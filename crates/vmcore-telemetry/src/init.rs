// Path: crates/vmcore-telemetry/src/init.rs
//! The initialization routine for global structured logging, carried over
//! from the teacher's `ioi-telemetry::init` verbatim: JSON output on
//! stderr, RFC 3339 timestamps, and an `RUST_LOG`-driven env filter
//! defaulting to `info`.

use tracing_subscriber::{fmt, layer::SubscriberExt, EnvFilter, Registry};

/// Initializes the global `tracing` subscriber. Idempotent: a second call
/// returns an error from `tracing`/`tracing_log` rather than panicking, so
/// callers embedding this crate inside a larger process that already set a
/// global subscriber can ignore the result.
pub fn init_tracing() -> Result<(), anyhow::Error> {
    let fmt_layer = fmt::layer()
        .json()
        .with_writer(std::io::stderr)
        .with_target(true)
        .with_timer(fmt::time::UtcTime::rfc_3339());
    let filter = EnvFilter::try_from_default_env().unwrap_or_else(|_| EnvFilter::new("info"));
    let subscriber = Registry::default().with(filter).with(fmt_layer);
    tracing_log::LogTracer::init()?;
    tracing::subscriber::set_global_default(subscriber)?;
    Ok(())
}
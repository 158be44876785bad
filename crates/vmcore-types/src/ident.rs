// Path: crates/vmcore-types/src/ident.rs
//! Identifiers (spec.md §3): `LongID`, `LongLongID`, `FullID`, and
//! `VarLenFullID`, plus the three process-wide identifier tries (app,
//! account, local) used to pack a `FullID` into its canonical variable-length
//! byte form.

use crate::prefix_trie::{PrefixTrie, PrefixTrieError};
use once_cell::sync::Lazy;
use serde::{Deserialize, Serialize};
use std::fmt;

/// A 64-bit opaque tag (spec.md §3).
#[derive(Debug, Clone, Copy, PartialEq, Eq, PartialOrd, Ord, Hash, Serialize, Deserialize)]
pub struct LongID(pub u64);

impl LongID {
    pub const ZERO: LongID = LongID(0);
}

impl fmt::Display for LongID {
    fn fmt(&self, f: &mut fmt::Formatter<'_>) -> fmt::Result {
        write!(f, "{}", self.0)
    }
}

impl From<u64> for LongID {
    fn from(v: u64) -> Self {
        LongID(v)
    }
}

/// An ordered pair of `LongID`s identifying a chunk within an application
/// (spec.md §3).
#[derive(Debug, Clone, Copy, PartialEq, Eq, PartialOrd, Ord, Hash, Serialize, Deserialize)]
pub struct LongLongID {
    pub account: LongID,
    pub local: LongID,
}

impl LongLongID {
    pub fn new(account: LongID, local: LongID) -> Self {
        Self { account, local }
    }
}

/// `(app, LongLongID)`: globally identifies a chunk (spec.md §3).
#[derive(Debug, Clone, Copy, PartialEq, Eq, PartialOrd, Ord, Hash, Serialize, Deserialize)]
pub struct FullID {
    pub app: LongID,
    pub id: LongLongID,
}

impl FullID {
    pub fn new(app: LongID, account: LongID, local: LongID) -> Self {
        Self {
            app,
            id: LongLongID::new(account, local),
        }
    }
}

impl fmt::Display for FullID {
    fn fmt(&self, f: &mut fmt::Formatter<'_>) -> fmt::Result {
        write!(f, "{}.{}.{}", self.app, self.id.account, self.id.local)
    }
}

/// Builds a growth-reserving trie of the given `height`: every non-final
/// level reserves the top 16 values of its byte width as a "continue"
/// signal, so identifiers that fit in fewer bytes are encoded in fewer
/// bytes. Shared by the three process-wide identifier tries below.
fn reserved_growth_trie(height: usize) -> PrefixTrie {
    let mut levels = vec![0u64; height];
    for (i, slot) in levels.iter_mut().enumerate() {
        *slot = if i + 1 == height {
            u64::MAX
        } else {
            256u64.pow((i + 1) as u32) - 16
        };
    }
    PrefixTrie::new(&levels).expect("built-in identifier trie boundaries must be monotonic")
}

/// The process-wide trie for application identifiers.
pub static APP_TRIE: Lazy<PrefixTrie> = Lazy::new(|| reserved_growth_trie(4));
/// The process-wide trie for account identifiers.
pub static ACCOUNT_TRIE: Lazy<PrefixTrie> = Lazy::new(|| reserved_growth_trie(8));
/// The process-wide trie for local (per-account) identifiers.
pub static LOCAL_TRIE: Lazy<PrefixTrie> = Lazy::new(|| reserved_growth_trie(8));
/// The variable-length-uint trie used when packing chunk deltas (spec.md
/// §6.4); three bytes comfortably cover offsets/sizes bounded by the 64 KiB
/// chunk capacity constant.
pub static VARINT_TRIE: Lazy<PrefixTrie> = Lazy::new(|| reserved_growth_trie(3));

/// A `FullID` packed into its canonical variable-length prefix-coded byte
/// string, via the three identifier tries (spec.md §3). Hashed and compared
/// by this canonical byte form, which is exactly what makes it suitable for
/// packing many IDs densely (e.g. into page deltas).
#[derive(Debug, Clone, PartialEq, Eq, PartialOrd, Ord, Hash)]
pub struct VarLenFullID(Vec<u8>);

impl VarLenFullID {
    pub fn encode(id: &FullID) -> Result<Self, PrefixTrieError> {
        let mut bytes = Vec::with_capacity(3 * 4);
        for (trie, value) in [
            (&*APP_TRIE, id.app.0),
            (&*ACCOUNT_TRIE, id.id.account.0),
            (&*LOCAL_TRIE, id.id.local.0),
        ] {
            let (code, len) = trie.encode_var_uint(value)?;
            bytes.extend_from_slice(&PrefixTrie::to_be_bytes(code, len));
        }
        Ok(Self(bytes))
    }

    pub fn decode(&self) -> Result<FullID, PrefixTrieError> {
        let mut offset = 0usize;
        let (app, n) = APP_TRIE.decode_var_uint(&self.0[offset..], APP_TRIE.height())?;
        offset += n;
        let (account, n) = ACCOUNT_TRIE.decode_var_uint(&self.0[offset..], ACCOUNT_TRIE.height())?;
        offset += n;
        let (local, n) = LOCAL_TRIE.decode_var_uint(&self.0[offset..], LOCAL_TRIE.height())?;
        offset += n;
        debug_assert_eq!(offset, self.0.len());
        Ok(FullID::new(LongID(app), LongID(account), LongID(local)))
    }

    /// The canonical byte form, used both as a hash key and as the on-wire
    /// representation inside page deltas (spec.md §6.4).
    pub fn as_bytes(&self) -> &[u8] {
        &self.0
    }

    pub fn from_canonical_bytes(bytes: Vec<u8>) -> Self {
        Self(bytes)
    }
}

#[cfg(test)]
mod tests {
    use super::*;

    #[test]
    fn var_len_full_id_round_trips() {
        let id = FullID::new(LongID(7), LongID(900_000), LongID(42));
        let packed = VarLenFullID::encode(&id).unwrap();
        let unpacked = packed.decode().unwrap();
        assert_eq!(id, unpacked);
    }

    #[test]
    fn canonical_bytes_are_hash_stable() {
        let a = FullID::new(LongID(1), LongID(2), LongID(3));
        let b = FullID::new(LongID(1), LongID(2), LongID(3));
        assert_eq!(
            VarLenFullID::encode(&a).unwrap(),
            VarLenFullID::encode(&b).unwrap()
        );
    }

    #[test]
    fn different_ids_pack_to_different_bytes() {
        let a = FullID::new(LongID(1), LongID(2), LongID(3));
        let b = FullID::new(LongID(1), LongID(2), LongID(4));
        assert_ne!(
            VarLenFullID::encode(&a).unwrap().as_bytes(),
            VarLenFullID::encode(&b).unwrap().as_bytes()
        );
    }
}
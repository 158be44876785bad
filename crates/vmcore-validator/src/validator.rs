// Path: crates/vmcore-validator/src/validator.rs
//! `BlockValidator`: the top-level orchestration pipeline (spec.md §4.9).
//! Mirrors the source's `loadRequests` / `checkDependencyGraph` / `execute`
//! sequence — a two-phase barrier load (every `addRequest` before any
//! `finalizeRequest`) followed by a worker pool draining the scheduler's
//! ready queue — grounded on `original_source/src/BlockValidator.cpp`.

use std::collections::BTreeMap;
use std::sync::Arc;

use dashmap::DashMap;
use parking_lot::Mutex;
use thiserror::Error;

use vmcore_executor::{ControlledExecutor, FailureManager, RequestExecution};
use vmcore_heap::{build_modifier, AccessMap};
use vmcore_scheduler::{RequestScheduler, SchedulerError};
use vmcore_sigmgr::VirtualSignatureManager;
use vmcore_storage::page::{BlockRef, PageLoader};
use vmcore_storage::{ChunkIndex, ChunkIndexError, Page, PageCache, PageCacheError};
use vmcore_telemetry::ScopeTimer;
use vmcore_types::digest::Hasher;
use vmcore_types::{BlockError, Digest, ErrorCode, FullID, HttpResponse, StatusCode};

use crate::config::ExecutorConfig;
use crate::iface::BlockLoader;
use crate::request::RequestAux;

/// Everything this crate is willing to tell the host the block decided on
/// (spec.md §4.9): the per-request responses and the response-list digest
/// the host can compare against what the proposer committed to.
#[derive(Debug)]
pub struct ValidationOutcome {
    pub responses: BTreeMap<u32, HttpResponse>,
    pub response_list_digest: Digest,
}

#[derive(Debug, Error)]
pub enum ValidatorError {
    #[error(transparent)]
    Block(#[from] BlockError),
    #[error(transparent)]
    Scheduler(#[from] SchedulerError),
    #[error(transparent)]
    ChunkIndex(#[from] ChunkIndexError),
    #[error(transparent)]
    PageCache(#[from] PageCacheError),
    #[error("request {0} was scheduled for execution but its aux state was never loaded")]
    MissingRequestAux(u32),
    #[error("a worker thread panicked while validating this block")]
    WorkerPanicked,
}

impl ErrorCode for ValidatorError {
    fn code(&self) -> &'static str {
        match self {
            Self::Block(e) => e.code(),
            Self::Scheduler(SchedulerError::Block(e)) => e.code(),
            Self::Scheduler(_) => "VALIDATOR_SCHEDULER_ERROR",
            Self::ChunkIndex(_) => "VALIDATOR_CHUNK_INDEX_ERROR",
            Self::PageCache(_) => "VALIDATOR_PAGE_CACHE_ERROR",
            Self::MissingRequestAux(_) => "VALIDATOR_MISSING_REQUEST_AUX",
            Self::WorkerPanicked => "VALIDATOR_WORKER_PANICKED",
        }
    }
}

fn record_abort(slot: &Mutex<Option<ValidatorError>>, err: ValidatorError) {
    let mut guard = slot.lock();
    if guard.is_none() {
        *guard = Some(err);
    }
}

fn digest_responses(responses: &BTreeMap<u32, HttpResponse>) -> Digest {
    let mut hasher = Hasher::new();
    for response in responses.values() {
        hasher.update(&response.to_wire());
    }
    hasher.finish()
}

pub struct BlockValidator {
    config: ExecutorConfig,
}

impl BlockValidator {
    pub fn new(config: ExecutorConfig) -> Self {
        Self { config }
    }

    /// Runs the full pipeline for one block: prepares pages, builds the
    /// chunk index, loads and verifies the request DAG, executes it to
    /// completion, and checks the committed response list against the
    /// proposer's declared digest (spec.md §4.9).
    pub fn validate_block(
        &self,
        block_loader: &mut dyn BlockLoader,
        page_loader: &dyn PageLoader,
        app_loader: Arc<dyn vmcore_executor::AppLoader>,
        block: BlockRef,
        previous_block: BlockRef,
    ) -> Result<ValidationOutcome, ValidatorError> {
        let _span = tracing::info_span!("validate_block", height = block.height).entered();

        block_loader.set_current_block(block);
        let num_requests = block_loader.num_requests();
        let readonly_ids = block_loader.readonly_pages();
        let writable_ids = block_loader.writable_pages();
        let migrations = block_loader.migration_list();
        let bounds = block_loader.proposed_size_bounds();

        let page_cache = PageCache::new();
        {
            let _timer = ScopeTimer::new("prepare_pages");
            page_cache.prepare_pages(
                block,
                previous_block,
                &readonly_ids,
                false,
                &[],
                page_loader,
                self.config.default_page_capacity,
            )?;
            page_cache.prepare_pages(
                block,
                previous_block,
                &writable_ids,
                true,
                &migrations,
                page_loader,
                self.config.default_page_capacity,
            )?;
        }

        let readonly_pages: Vec<Page> = readonly_ids.iter().filter_map(|id| page_cache.get(id)).collect();
        let writable_pages: Vec<Page> = writable_ids.iter().filter_map(|id| page_cache.get(id)).collect();
        let index = {
            let _timer = ScopeTimer::new("build_chunk_index");
            ChunkIndex::build(&readonly_pages, &writable_pages, bounds)?
        };

        let scheduler = RequestScheduler::new(num_requests);
        let auxes: DashMap<u32, RequestAux> = DashMap::new();

        tracing::debug!(num_requests, "loading proposed requests");
        {
            let _timer = ScopeTimer::new("load_requests");
            self.load_requests(block_loader, &scheduler, &auxes)?;
        }

        {
            let _timer = ScopeTimer::new("check_dependency_graph");
            for id in 0..num_requests {
                scheduler.finalize_request(id)?;
            }
            scheduler.check_dependency_graph(self.config.worker_count.max(1))?;
            scheduler.build_exec_dag()?;
        }

        let responses = {
            let _timer = ScopeTimer::new("execute");
            match self.execute_requests(&scheduler, &auxes, &index, app_loader) {
                Ok(responses) => responses,
                Err(err) => {
                    tracing::warn!(error = %err, "block execution aborted, rolling back writable pages");
                    page_cache.rollback(&writable_ids);
                    return Err(err);
                }
            }
        };

        if num_requests > 0 && !scheduler.all_submitted() {
            page_cache.rollback(&writable_ids);
            return Err(BlockError::NotADag.into());
        }

        let response_list_digest = digest_responses(&responses);
        let expected_digest = block_loader.response_list_digest();
        if response_list_digest != expected_digest {
            page_cache.rollback(&writable_ids);
            return Err(BlockError::Invalid("response list digest did not match the proposer's declared digest".to_string()).into());
        }

        {
            let _timer = ScopeTimer::new("commit");
            page_cache.commit(&writable_ids);
        }
        tracing::info!(num_requests, %response_list_digest, "block validated");
        Ok(ValidationOutcome { responses, response_list_digest })
    }

    /// Phase one: every `add_request` across every stream completes before
    /// any `finalize_request` runs (the barrier `original_source`'s
    /// `BlockValidator::loadRequests` enforces with its own thread pool).
    fn load_requests(&self, block_loader: &mut dyn BlockLoader, scheduler: &RequestScheduler, auxes: &DashMap<u32, RequestAux>) -> Result<(), ValidatorError> {
        let streams = block_loader.request_streams(self.config.worker_count.max(1));
        std::thread::scope(|scope| -> Result<(), ValidatorError> {
            let handles: Vec<_> = streams
                .into_iter()
                .map(|mut stream| {
                    let scheduler = scheduler;
                    let auxes = auxes;
                    scope.spawn(move || -> Result<(), ValidatorError> {
                        while let Some(request) = stream.next() {
                            let (info, aux) = request.split();
                            let id = info.id;
                            scheduler.add_request(info)?;
                            auxes.insert(id, aux);
                        }
                        Ok(())
                    })
                })
                .collect();
            for handle in handles {
                handle.join().map_err(|_| ValidatorError::WorkerPanicked)??;
            }
            Ok(())
        })
    }

    /// Phase two: a worker pool drains the scheduler's ready queue until it
    /// permanently empties. Every dequeued request always reaches
    /// `submit_result`, even on an internal failure, so the queue's
    /// producer bookkeeping never deadlocks a sibling worker; the first
    /// error recorded aborts the whole block once every worker has joined
    /// (spec.md §9: cooperative rather than preemptive abort).
    fn execute_requests(
        &self,
        scheduler: &RequestScheduler,
        auxes: &DashMap<u32, RequestAux>,
        index: &ChunkIndex,
        app_loader: Arc<dyn vmcore_executor::AppLoader>,
    ) -> Result<BTreeMap<u32, HttpResponse>, ValidatorError> {
        let responses: DashMap<u32, HttpResponse> = DashMap::new();
        let abort_reason: Mutex<Option<ValidatorError>> = Mutex::new(None);
        let executor = ControlledExecutor::new(app_loader.clone());

        std::thread::scope(|scope| {
            for _ in 0..self.config.worker_count.max(1) {
                let scheduler = scheduler;
                let auxes = auxes;
                let responses = &responses;
                let abort_reason = &abort_reason;
                let index = index;
                let executor = &executor;
                let app_loader = app_loader.clone();
                scope.spawn(move || {
                    while let Some((id, req_info)) = scheduler.next_request() {
                        let Some((_, aux)) = auxes.remove(&id) else {
                            record_abort(abort_reason, ValidatorError::MissingRequestAux(id));
                            let _ = scheduler.submit_result(id, StatusCode::InternalError);
                            continue;
                        };

                        let access_map: AccessMap = req_info.memory_access_map.iter().cloned().collect();
                        let modifier = match build_modifier(index, &access_map) {
                            Ok(modifier) => modifier,
                            Err(err) => {
                                record_abort(
                                    abort_reason,
                                    ValidatorError::Block(BlockError::Invalid(format!("request {id}: {err}"))),
                                );
                                let _ = scheduler.submit_result(id, StatusCode::InternalError);
                                continue;
                            }
                        };

                        let sigmgr = VirtualSignatureManager::new();
                        if let Err(err) = sigmgr.seed(aux.signed_messages_list) {
                            record_abort(abort_reason, ValidatorError::Block(BlockError::Invalid(format!("request {id}: {err}"))));
                        }

                        let failures = FailureManager::new(aux.stack_size_failures, aux.cpu_time_failures);
                        let execution =
                            RequestExecution::with_signature_manager(modifier, failures, aux.app_access_list, app_loader.clone(), sigmgr);

                        let response = executor.invoke_dispatcher(&execution, req_info.called_app_id, &req_info.http_request, aux.gas);

                        let commit_result = execution
                            .heap()
                            .lock()
                            .write_to_heap(|app, chunk_id| index.get_chunk(&FullID { app, id: chunk_id }).ok());
                        if let Err(err) = commit_result {
                            record_abort(
                                abort_reason,
                                ValidatorError::Block(BlockError::Invalid(format!("request {id}: failed to commit heap: {err}"))),
                            );
                        }

                        let status = response.status;
                        responses.insert(id, response);

                        if let Err(err) = scheduler.submit_result(id, status) {
                            record_abort(abort_reason, err.into());
                        }
                    }
                });
            }
        });

        if let Some(err) = abort_reason.into_inner() {
            return Err(err);
        }
        Ok(responses.into_iter().collect())
    }
}

#[cfg(test)]
mod tests {
    use super::*;

    #[test]
    fn response_digest_is_order_independent_of_insertion_but_ordered_by_id() {
        let mut a = BTreeMap::new();
        a.insert(1u32, HttpResponse::ok("x", b"one".to_vec()));
        a.insert(0u32, HttpResponse::ok("x", b"zero".to_vec()));

        let mut expected_hasher = Hasher::new();
        expected_hasher.update(&HttpResponse::ok("x", b"zero".to_vec()).to_wire());
        expected_hasher.update(&HttpResponse::ok("x", b"one".to_vec()).to_wire());

        assert_eq!(digest_responses(&a), expected_hasher.finish());
    }
}
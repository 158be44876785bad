// Path: crates/vmcore-validator/src/config.rs
//! `ExecutorConfig`: the one piece of configuration this crate owns,
//! constructed programmatically by the embedding host rather than parsed
//! from a file or CLI flags (out of scope).

use vmcore_executor::MAX_CALL_DEPTH;
use vmcore_heap::MAX_VERSION;
use vmcore_sigmgr::MAX_COST as SIGNATURE_MANAGER_MAX_COST;

/// Tunables for one validator instance. The defaults reproduce the
/// protocol-fixed constants this crate's components already enforce
/// internally; overriding `worker_count` is the one knob a host is expected
/// to actually touch.
#[derive(Debug, Clone, Copy)]
pub struct ExecutorConfig {
    /// Parallelism for `sort_access_blocks` and request-stream loading.
    /// Defaults to twice the available parallelism, matching spec.md §4.7's
    /// worker pool sizing guidance.
    pub worker_count: usize,
    /// The page capacity used for pages the block loader reports but the
    /// page loader has not yet materialized.
    pub default_page_capacity: usize,
    pub max_call_depth: usize,
    pub save_version_cap: u32,
    pub signature_manager_max_cost: usize,
}

impl Default for ExecutorConfig {
    fn default() -> Self {
        let parallelism = std::thread::available_parallelism().map(|n| n.get()).unwrap_or(1);
        Self {
            worker_count: parallelism * 2,
            default_page_capacity: 64 * 1024,
            max_call_depth: MAX_CALL_DEPTH,
            save_version_cap: MAX_VERSION,
            signature_manager_max_cost: SIGNATURE_MANAGER_MAX_COST,
        }
    }
}

#[cfg(test)]
mod tests {
    use super::*;

    #[test]
    fn default_worker_count_is_at_least_two() {
        assert!(ExecutorConfig::default().worker_count >= 2);
    }
}
// Path: crates/vmcore-types/src/access.rs
//! `AccessType` and the declared (pre-execution) access-block shape shared
//! between the scheduler's collision-clique verifier and the heap
//! modifier's live `AccessBlock` construction (spec.md §3, §4.5, §4.6).

use serde::{Deserialize, Serialize};

/// The four access kinds an `AccessBlock` can declare (spec.md §3).
///
/// Ordering matches the fixed commit/collision order of spec.md §4.6:
/// `check_only < writable < read_only < int_additive`.
#[derive(Debug, Clone, Copy, PartialEq, Eq, PartialOrd, Ord, Hash, Serialize, Deserialize)]
#[repr(u8)]
pub enum AccessType {
    CheckOnly = 0,
    Writable = 1,
    ReadOnly = 2,
    IntAdditive = 3,
}

impl AccessType {
    /// Whether `self` (as the earlier block `i`) collides with `other` (the
    /// later block `j`) under the table in spec.md §4.6.
    pub fn collides_with(self, other: AccessType) -> bool {
        use AccessType::*;
        match (self, other) {
            (CheckOnly, _) => false,
            (IntAdditive, ReadOnly) | (IntAdditive, Writable) => true,
            (IntAdditive, _) => false,
            (ReadOnly, Writable) | (ReadOnly, IntAdditive) => true,
            (ReadOnly, _) => false,
            (Writable, CheckOnly) => false,
            (Writable, _) => true,
        }
    }
}

/// A declared `(offset, size, type, requestID)` view into a chunk, as
/// carried by `AppRequestInfo::memoryAccessMap` (spec.md §6.5) before any
/// request has executed. `offset` may be negative: `-3`/`-2`/`-1` are the
/// resizing-policy sentinels of spec.md §3. For a sentinel entry (offset
/// `-1`), `new_size` carries the signed bound spec.md §3 names "newSize";
/// `size` is unused (zero) in that case.
#[derive(Debug, Clone, Copy, PartialEq, Eq, Serialize, Deserialize)]
pub struct DeclaredAccess {
    pub offset: i64,
    pub size: usize,
    pub access_type: AccessType,
    pub request_id: u32,
    pub new_size: Option<i64>,
}

impl DeclaredAccess {
    pub fn end(&self) -> i64 {
        self.offset + self.size as i64
    }

    /// Whether this entry is one of the three resizing-policy sentinels
    /// (spec.md §3: offset ∈ {-3,-2,-1}).
    pub fn is_sentinel(&self) -> bool {
        self.offset < 0
    }
}

#[cfg(test)]
mod tests {
    use super::*;

    #[test]
    fn collision_table_matches_spec() {
        assert!(!AccessType::CheckOnly.collides_with(AccessType::Writable));
        assert!(!AccessType::IntAdditive.collides_with(AccessType::IntAdditive));
        assert!(AccessType::IntAdditive.collides_with(AccessType::ReadOnly));
        assert!(AccessType::IntAdditive.collides_with(AccessType::Writable));
        assert!(!AccessType::ReadOnly.collides_with(AccessType::ReadOnly));
        assert!(AccessType::ReadOnly.collides_with(AccessType::Writable));
        assert!(AccessType::Writable.collides_with(AccessType::Writable));
        assert!(!AccessType::Writable.collides_with(AccessType::CheckOnly));
    }

    #[test]
    fn fixed_order_for_commit_and_sort() {
        let mut types = [
            AccessType::IntAdditive,
            AccessType::CheckOnly,
            AccessType::ReadOnly,
            AccessType::Writable,
        ];
        types.sort();
        assert_eq!(
            types,
            [
                AccessType::CheckOnly,
                AccessType::Writable,
                AccessType::ReadOnly,
                AccessType::IntAdditive
            ]
        );
    }
}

☆ ☆ ☆ ☆ ☆ ☆ ☆

▸ **EXERCISE DIRECTIONS**: Write out word for word only the lines from the start of the entries down to the line with "a second call", please, including both ends.

▸ **RESULT FOR THIS TASK**:
filename crates/vmcore-telemetry/src/init.rs
// Path: crates/vmcore-telemetry/src/init.rs
//! The initialization routine for global structured logging, carried over
//! from the teacher's `ioi-telemetry::init` verbatim: JSON output on
//! stderr, RFC 3339 timestamps, and an `RUST_LOG`-driven env filter
//! defaulting to `info`.

use tracing_subscriber::{fmt, layer::SubscriberExt, EnvFilter, Registry};

/// Initializes the global `tracing` subscriber. Idempotent: a second call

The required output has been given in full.